Tu le trouves fascinant. Intriguant. Presque magique. Tu passes la plupart de tes soirées à ses côtés, l'écoutant parler et raconter ses journées trépidantes. Tu as développé une curiosité maladive pour le monde des bipèdes. Pour lui. Tu sais maintenant qu'il descend sur la plage parce que ses parents se disputent sans arrêt. Qu'il aimerait qu'ils se quittent. Que se serait plus facile. Tu sais qu'il a presque le même âge que toi. Un peu plus vieux. Qu'il aime bien les marshmallows grillés. Il t'en propose d'ailleurs souvent pour ton plus grand plaisir. Tu passes la plupart de tes nuits en haut, à l'écouter te raconter sa vie. À répondre à ses questions curieuses. Si tes parents te voyaient, si les gardes l’apprenaient, tu te ferais sûrement sévèrement punir. Il est ton petit secret. Ton petit humain. Tu ne regrettes pas d'avoir pris ton courage à deux nageoires et de t'être avancer dans son champ de vision. Tu regrettes juste de n'être qu'un simple triton et de ne pas pouvoir marcher dans sa vie.
***
L'eau est beaucoup plus froide. Plus sombre. Même avec son bocal d'algues phosphorescentes, il ne voit pas plus loin que quelques mètres. Wai l'a abandonné un peu plus haut, craintive. Elle lui a promis de l'attendre. De le remonter à la surface dès qu'il aurait ses deux jambes. Il ne serait jamais descendu seul. Parce qu'il aurait été incapable de remonter à la surface avec une paire de jambes dont il ne sait rien. Incapable d'éviter les étranges créatures qui peuplent les bas-fonds de l'océan. Il n'a jamais vu de poissons aussi étranges. Presque effrayants. Même les plantes qu'il a croisé semblent menaçantes. Tout est étrange. Tout est silencieux. Il peut presque entendre le battement frénétique de son coeur - au-dessus de la moyenne. Cette grotte est irréelle. Au centre de l'immense caverne trône une seule et unique algue. Une algue d'un vert émeraude irréel. Elle semble pure. Magique. L'eau est beaucoup plus chaude, presque apaisante. Tout doucement, il s'est approché de la plante, hypnotisé. Il est si près du but. Si près de son humain et si loin à la fois.

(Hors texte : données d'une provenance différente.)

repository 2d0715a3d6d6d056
//! Replay context for one run.
//!
//! A [`RunContext`] is built from the run's recorded steps, in the order they
//! were appended. Each step the controller performs is first matched against
//! the next recorded step: a match is consumed and its outcome returned
//! without touching the outside world; once history is exhausted, steps are
//! executed live and appended before their outcome is used. The context's
//! clock is the `recorded_at` of the last consumed step, so replayed decisions
//! see exactly the time they saw the first time.
//!
//! The first decision a drive makes live records a `resumed` marker carrying
//! the current time. A run picked up hours after its last step therefore
//! decides on the real time, and every later replay sees that same time at
//! the same point.

use std::collections::{HashSet, VecDeque};
use std::future::Future;

use chrono::{DateTime, Utc};
use uuid::Uuid;

use courier_common::types::{
    ContentDescriptor, DateKey, DeliveryOutcome, DeliveryReply, FailureReport, FetchOutcome,
    FetchReply, OrchestrationRun,
};
use courier_fetcher::ContentFetcher;
use courier_notifier::Notifier;

use crate::clock::Clock;
use crate::error::EngineError;
use crate::step::{ONCE_PER_RUN_SEQ, StepEvent, StepId, StepKind, StepRecord};
use crate::store::RunStore;

/// Completion recorded for a side effect whose intent was written but whose
/// result never was.
pub const OUTCOME_UNKNOWN: &str = "outcome unknown after restart";

pub struct RunContext<'a> {
    run_id: Uuid,
    store: &'a dyn RunStore,
    clock: &'a dyn Clock,
    recorded: VecDeque<StepRecord>,
    replayed: usize,
    resumes: u32,
    resumed_live: bool,
    now: DateTime<Utc>,
}

impl<'a> RunContext<'a> {
    pub fn new(
        run: &OrchestrationRun,
        history: Vec<StepRecord>,
        store: &'a dyn RunStore,
        clock: &'a dyn Clock,
    ) -> Result<Self, EngineError> {
        let mut seen = HashSet::with_capacity(history.len());
        for step in &history {
            let id = step.id();
            if !seen.insert(id) {
                return Err(EngineError::CorruptHistory {
                    run_id: run.run_id,
                    detail: format!("step {} recorded twice", id),
                });
            }
        }

        Ok(Self {
            run_id: run.run_id,
            store,
            clock,
            recorded: history.into(),
            replayed: 0,
            resumes: 0,
            resumed_live: false,
            now: run.started_at,
        })
    }

    /// Replay time: `started_at` until the first step, then the time the
    /// latest step was recorded.
    pub fn now(&self) -> DateTime<Utc> {
        self.now
    }

    /// True while recorded steps remain to be consumed.
    pub fn is_replaying(&self) -> bool {
        !self.recorded.is_empty()
    }

    /// Number of recorded steps consumed so far.
    pub fn replayed(&self) -> usize {
        self.replayed
    }

    /// Consume the next recorded step if it is `id`.
    fn take(&mut self, id: StepId) -> Option<StepRecord> {
        if self.recorded.front()?.id() != id {
            return None;
        }
        let step = self.recorded.pop_front()?;
        self.replayed += 1;
        self.now = step.recorded_at;
        Some(step)
    }

    fn ensure_live(&self, id: StepId) -> Result<(), EngineError> {
        if self.recorded.is_empty() {
            return Ok(());
        }
        Err(EngineError::ReplayDivergence {
            run_id: self.run_id,
            step: id,
            unconsumed: self.recorded.len(),
        })
    }

    async fn record(&mut self, seq: u32, event: StepEvent) -> Result<(), EngineError> {
        let step = StepRecord {
            seq,
            event,
            recorded_at: self.clock.now(),
        };
        self.store.append_step(self.run_id, &step).await?;
        self.now = step.recorded_at;
        Ok(())
    }

    fn corrupt(&self, id: StepId, found: &StepEvent) -> EngineError {
        EngineError::CorruptHistory {
            run_id: self.run_id,
            detail: format!("step {} holds a {} event", id, found.kind()),
        }
    }

    /// Bring the replay time up to date before a decision.
    ///
    /// Recorded `resumed` markers are consumed where they were written. The
    /// first call made with no history left records this drive's marker.
    pub async fn sync_time(&mut self) -> Result<(), EngineError> {
        while let Some(id) = self
            .recorded
            .front()
            .map(StepRecord::id)
            .filter(|id| id.kind == StepKind::Resumed)
        {
            self.take(id);
            self.resumes += 1;
        }

        if self.is_replaying() || self.resumed_live {
            return Ok(());
        }
        self.resumes += 1;
        self.record(self.resumes, StepEvent::Resumed).await?;
        self.resumed_live = true;
        Ok(())
    }

    /// Lookup attempt number `seq`.
    pub async fn fetch(
        &mut self,
        fetcher: &dyn ContentFetcher,
        date_key: DateKey,
        seq: u32,
    ) -> Result<FetchOutcome, EngineError> {
        let id = StepId::new(StepKind::Fetch, seq);
        if let Some(step) = self.take(id) {
            return match step.event {
                StepEvent::Fetch { reply } => Ok(reply.into()),
                other => Err(self.corrupt(id, &other)),
            };
        }

        self.ensure_live(id)?;
        let outcome = fetcher.fetch(date_key).await;
        self.record(
            seq,
            StepEvent::Fetch {
                reply: FetchReply::from(&outcome),
            },
        )
        .await?;
        Ok(outcome)
    }

    /// Durable wait belonging to attempt `seq`.
    ///
    /// The fire time is fixed when the timer is first scheduled; a timer that
    /// was scheduled but never fired before a restart waits out the remainder.
    pub async fn wait_until(
        &mut self,
        seq: u32,
        until: DateTime<Utc>,
    ) -> Result<(), EngineError> {
        let scheduled = StepId::new(StepKind::TimerScheduled, seq);
        let fire_at = match self.take(scheduled) {
            Some(step) => match step.event {
                StepEvent::TimerScheduled { fire_at } => fire_at,
                other => return Err(self.corrupt(scheduled, &other)),
            },
            None => {
                self.ensure_live(scheduled)?;
                self.record(seq, StepEvent::TimerScheduled { fire_at: until })
                    .await?;
                until
            }
        };

        let fired = StepId::new(StepKind::TimerFired, seq);
        if self.take(fired).is_some() {
            return Ok(());
        }

        self.ensure_live(fired)?;
        self.clock.sleep_until(fire_at).await;
        self.record(seq, StepEvent::TimerFired).await
    }

    /// The run's single delivery.
    pub async fn deliver(
        &mut self,
        notifier: &dyn Notifier,
        content: &ContentDescriptor,
    ) -> Result<DeliveryOutcome, EngineError> {
        self.once(
            StepEvent::DeliveryIntent,
            StepKind::Delivery,
            notifier.deliver(content),
        )
        .await
    }

    /// The run's single operator failure report.
    pub async fn report(
        &mut self,
        notifier: &dyn Notifier,
        report: &FailureReport,
    ) -> Result<DeliveryOutcome, EngineError> {
        self.once(
            StepEvent::ReportIntent,
            StepKind::Report,
            notifier.report_failure(report),
        )
        .await
    }

    /// Run a non-idempotent side effect at most once per run.
    ///
    /// The intent is appended before `effect` is polled. If history holds the
    /// intent but not the completion, the process stopped mid-call: the effect
    /// is not polled again and the outcome is recorded as unknown.
    async fn once<F>(
        &mut self,
        intent: StepEvent,
        completion: StepKind,
        effect: F,
    ) -> Result<DeliveryOutcome, EngineError>
    where
        F: Future<Output = DeliveryOutcome>,
    {
        let intent_id = StepId::new(intent.kind(), ONCE_PER_RUN_SEQ);
        let completion_id = StepId::new(completion, ONCE_PER_RUN_SEQ);

        let recorded_intent = self.take(intent_id);
        if let Some(step) = self.take(completion_id) {
            return match step.event {
                StepEvent::Delivery { reply } | StepEvent::Report { reply } => Ok(reply.into()),
                other => Err(self.corrupt(completion_id, &other)),
            };
        }

        self.ensure_live(completion_id)?;
        let outcome = if recorded_intent.is_some() {
            tracing::warn!(
                run_id = %self.run_id,
                step = %completion_id,
                "Side effect interrupted before its outcome was recorded; not repeating it"
            );
            DeliveryOutcome::Error(OUTCOME_UNKNOWN.to_string())
        } else {
            self.record(ONCE_PER_RUN_SEQ, intent).await?;
            effect.await
        };

        let reply = DeliveryReply::from(&outcome);
        let event = match completion {
            StepKind::Report => StepEvent::Report { reply },
            _ => StepEvent::Delivery { reply },
        };
        self.record(ONCE_PER_RUN_SEQ, event).await?;
        Ok(outcome)
    }

    /// Persist the run's projection. Skipped while replaying, so a restart
    /// never writes an older view of the run over a newer one.
    pub async fn checkpoint(&self, run: &OrchestrationRun) -> Result<(), EngineError> {
        if self.is_replaying() {
            return Ok(());
        }
        self.store.save_run(run).await?;
        Ok(())
    }
}
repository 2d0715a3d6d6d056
pub mod config;
pub mod db;
pub mod error;
pub mod redis_pool;
pub mod types;
//! Read-only operator status API.
//!
//! - `GET /health`
//! - `GET /api/runs`: unfinished runs
//! - `GET /api/runs?date_key=YYYY-MM-DD`: every run for a date
//! - `GET /api/runs/{id}`: one run with its step log

pub mod routes;
pub mod state;
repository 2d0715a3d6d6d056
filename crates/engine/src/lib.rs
//! Durable polling orchestration.
//!
//! A run searches for one date's content: it polls a [`ContentFetcher`] at a
//! fixed interval until the content appears or the deadline passes, then hands
//! it to a [`Notifier`] at most once. Every externally visible action is
//! recorded in the run's step log, and driving a run always replays that log
//! first, so a run survives process restarts without repeating a delivery.
//!
//! [`ContentFetcher`]: courier_fetcher::ContentFetcher
//! [`Notifier`]: courier_notifier::Notifier

pub mod clock;
pub mod context;
pub mod controller;
pub mod decision;
pub mod driver;
pub mod error;
pub mod step;
pub mod store;

pub use clock::{Clock, ManualClock, SystemClock};
pub use controller::Orchestrator;
pub use driver::RunDriver;
pub use error::EngineError;
pub use store::{InMemoryRunStore, PgRunStore, RunStore, StoreError};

Je voudrais des jambes. Pour marcher à ses côtés. Pour découvrir son monde magique. Pour ne plus être séparé. Pour pouvoir l'aimer jusqu'à la fin. Retenant sa respiration, il attend. Inquiet. Apeuré. Mais décidé. La petite goutte d'argent naissante lui arrache un sourire et des larmes de joie. Au creux de sa main, elle flotte. Inspirant une dernière fois, il l'avale et ferme les yeux.
***
Un humain déboussolé.
Tu ressemble à nouveau à un enfant de quatre ans. Tes yeux accrochent tout et n'importe quoi, ne peuvent se fixer sur un seul objet. Tout est nouveau. Tout est étrange. Tout est beau. Même cette paire de jambes. Tu t'y habitues petit à petit. C'est tellement pratique. Tu es infatigable pour sa plus grande peine. Tu marches. Encore et encore jusqu'à ne plus pouvoir. Tu apprécies le frottement de l'herbe sous tes pieds. La chaleur du goudron au soleil. Et il rit quand tu découvres de nouvelles choses. Il s'est moqué de toi quand tu as eu peur d'un chat toutes griffes dehors. Tu l'as insulté de cachalot, il t'a dit que tu devrais apprendre des insultes humaines. Tu n'as jamais été aussi heureux, même au fond de ton océan. Tu ne sembles aucunement regretter ton geste. Tes années perdues. Parce que tu peux marcher à côté de lui et monter jusqu'à la petite maison sur la falaise - que les parents ont déserté depuis le divorce. Tu peux te coucher à ses côtés et t'endormir en regardant les étoiles. Tu es un simple humain et il n'y a plus un océan entre toi et lui.
***
Le jean relevé jusqu'aux genoux, les pieds dans l'eau, il fixe l'horizon avec mélancolie. Au final, l'euphorie des premiers pas s'est vite estompée. Deux ans plus tard, l'océan lui manque. Sa famille lui manque. Sa nageoire lui manque. Il a parfois l'impression qu'elle est encore là. Qu'il suffit qu'il plonge et bouge un peu pour nager aussi vite que les poissons. Mais ce n'est pas le cas. Il est aussi mou qu'un oursin. Et il s'étouffe en quelque seconde. Il se laisse tomber sur le sable mouillé, les vagues caressent son vieux jean, le rendant plus lourd. Les doigts enfoncés dans le sol, il ferme les yeux, le soleil couchant caressant sa peau. Il regrette. Il a le mal du pays. Il veut rentrer à Océanide. Parce que le monde des humains n'est pas aussi merveilleux qu'il l'espérait. Il est déçu. Blessé. Triste de savoir que les humains considèrent ceux de son ancienne espèce comme des animaux. Des attractions touristiques. Des jolies choses à exposer derrière un morceau de verre.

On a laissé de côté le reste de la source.